---------- Supplied information

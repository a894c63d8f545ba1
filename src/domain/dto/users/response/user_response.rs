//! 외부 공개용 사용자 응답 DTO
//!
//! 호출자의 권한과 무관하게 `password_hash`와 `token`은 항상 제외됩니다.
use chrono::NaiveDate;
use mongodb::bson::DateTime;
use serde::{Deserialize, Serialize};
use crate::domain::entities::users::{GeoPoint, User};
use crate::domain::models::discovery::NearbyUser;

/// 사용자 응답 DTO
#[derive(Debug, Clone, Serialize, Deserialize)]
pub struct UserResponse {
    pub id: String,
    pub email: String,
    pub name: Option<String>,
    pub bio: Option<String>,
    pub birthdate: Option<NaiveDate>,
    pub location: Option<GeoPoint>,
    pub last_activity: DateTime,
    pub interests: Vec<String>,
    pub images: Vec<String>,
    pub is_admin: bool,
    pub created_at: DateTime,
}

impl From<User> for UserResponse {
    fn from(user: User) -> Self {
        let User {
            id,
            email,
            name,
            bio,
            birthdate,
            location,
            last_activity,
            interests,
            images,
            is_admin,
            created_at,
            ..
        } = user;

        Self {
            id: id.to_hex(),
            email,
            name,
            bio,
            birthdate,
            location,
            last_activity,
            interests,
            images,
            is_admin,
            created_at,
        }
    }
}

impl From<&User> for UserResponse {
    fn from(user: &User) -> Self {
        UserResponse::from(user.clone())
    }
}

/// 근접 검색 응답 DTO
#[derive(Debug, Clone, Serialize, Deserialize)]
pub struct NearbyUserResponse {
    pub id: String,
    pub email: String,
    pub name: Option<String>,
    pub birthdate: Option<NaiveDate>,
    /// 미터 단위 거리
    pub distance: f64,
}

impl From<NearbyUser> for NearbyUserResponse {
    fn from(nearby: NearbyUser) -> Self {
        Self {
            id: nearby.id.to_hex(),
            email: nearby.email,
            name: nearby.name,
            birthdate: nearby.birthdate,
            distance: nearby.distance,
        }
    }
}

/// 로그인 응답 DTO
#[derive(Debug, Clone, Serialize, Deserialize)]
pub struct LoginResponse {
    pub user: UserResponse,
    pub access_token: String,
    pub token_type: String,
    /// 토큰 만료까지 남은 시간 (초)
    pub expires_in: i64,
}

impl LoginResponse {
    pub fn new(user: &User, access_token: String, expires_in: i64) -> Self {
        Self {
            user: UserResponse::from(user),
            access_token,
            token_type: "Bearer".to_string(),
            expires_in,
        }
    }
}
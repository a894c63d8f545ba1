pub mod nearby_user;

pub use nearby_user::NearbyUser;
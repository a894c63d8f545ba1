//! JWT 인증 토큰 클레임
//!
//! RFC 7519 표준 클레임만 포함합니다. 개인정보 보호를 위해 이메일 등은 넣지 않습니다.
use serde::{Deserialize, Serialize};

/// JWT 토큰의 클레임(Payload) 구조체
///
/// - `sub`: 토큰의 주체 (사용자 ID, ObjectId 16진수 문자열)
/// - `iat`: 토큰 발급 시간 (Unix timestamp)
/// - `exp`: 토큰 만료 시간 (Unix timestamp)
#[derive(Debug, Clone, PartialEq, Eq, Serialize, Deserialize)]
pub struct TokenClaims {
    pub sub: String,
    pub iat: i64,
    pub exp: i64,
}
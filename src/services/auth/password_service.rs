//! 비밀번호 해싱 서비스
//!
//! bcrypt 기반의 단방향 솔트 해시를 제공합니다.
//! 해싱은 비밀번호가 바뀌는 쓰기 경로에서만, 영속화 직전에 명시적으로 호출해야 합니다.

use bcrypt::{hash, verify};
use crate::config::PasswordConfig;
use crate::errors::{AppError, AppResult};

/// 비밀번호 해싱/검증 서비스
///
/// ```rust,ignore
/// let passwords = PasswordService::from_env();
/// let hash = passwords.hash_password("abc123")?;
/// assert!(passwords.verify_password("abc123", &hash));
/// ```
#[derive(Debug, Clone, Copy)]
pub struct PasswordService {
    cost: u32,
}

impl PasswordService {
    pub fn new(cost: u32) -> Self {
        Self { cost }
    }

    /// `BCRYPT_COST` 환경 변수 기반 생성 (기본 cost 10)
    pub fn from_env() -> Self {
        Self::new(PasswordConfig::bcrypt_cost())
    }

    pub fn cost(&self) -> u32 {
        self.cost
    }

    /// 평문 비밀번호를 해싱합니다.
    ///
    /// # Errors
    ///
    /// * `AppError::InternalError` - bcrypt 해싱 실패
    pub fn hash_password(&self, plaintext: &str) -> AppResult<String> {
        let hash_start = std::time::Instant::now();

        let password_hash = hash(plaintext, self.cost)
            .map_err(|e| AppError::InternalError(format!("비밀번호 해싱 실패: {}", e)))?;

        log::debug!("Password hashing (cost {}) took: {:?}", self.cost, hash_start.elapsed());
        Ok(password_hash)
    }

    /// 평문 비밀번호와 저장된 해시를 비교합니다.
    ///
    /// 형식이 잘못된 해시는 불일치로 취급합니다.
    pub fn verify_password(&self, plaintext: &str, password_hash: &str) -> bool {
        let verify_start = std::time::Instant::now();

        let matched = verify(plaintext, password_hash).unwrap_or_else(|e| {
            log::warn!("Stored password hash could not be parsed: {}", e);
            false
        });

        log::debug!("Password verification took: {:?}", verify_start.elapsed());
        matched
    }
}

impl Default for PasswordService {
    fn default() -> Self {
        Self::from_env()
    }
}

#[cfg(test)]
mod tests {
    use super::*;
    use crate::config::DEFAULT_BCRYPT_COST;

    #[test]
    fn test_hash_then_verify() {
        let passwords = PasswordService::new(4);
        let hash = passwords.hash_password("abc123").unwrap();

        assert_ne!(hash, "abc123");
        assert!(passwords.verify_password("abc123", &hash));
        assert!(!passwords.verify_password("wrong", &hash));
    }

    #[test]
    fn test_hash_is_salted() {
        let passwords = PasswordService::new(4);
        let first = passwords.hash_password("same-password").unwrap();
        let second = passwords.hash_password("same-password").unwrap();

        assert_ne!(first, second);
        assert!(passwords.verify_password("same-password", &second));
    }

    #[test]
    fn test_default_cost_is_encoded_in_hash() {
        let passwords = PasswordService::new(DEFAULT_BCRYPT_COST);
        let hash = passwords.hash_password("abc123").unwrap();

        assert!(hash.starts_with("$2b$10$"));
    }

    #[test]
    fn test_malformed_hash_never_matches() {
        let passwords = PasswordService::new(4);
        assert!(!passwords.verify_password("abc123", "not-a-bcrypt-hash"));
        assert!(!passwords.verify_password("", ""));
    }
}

--------------------

» Exercise instructions: Only the lines containing "AppError" are needed; copy each of them from the data.

» Exercise solution:
use crate::errors::{AppError, AppResult};
    /// * `AppError::InternalError` - bcrypt 해싱 실패
            .map_err(|e| AppError::InternalError(format!("비밀번호 해싱 실패: {}", e)))?;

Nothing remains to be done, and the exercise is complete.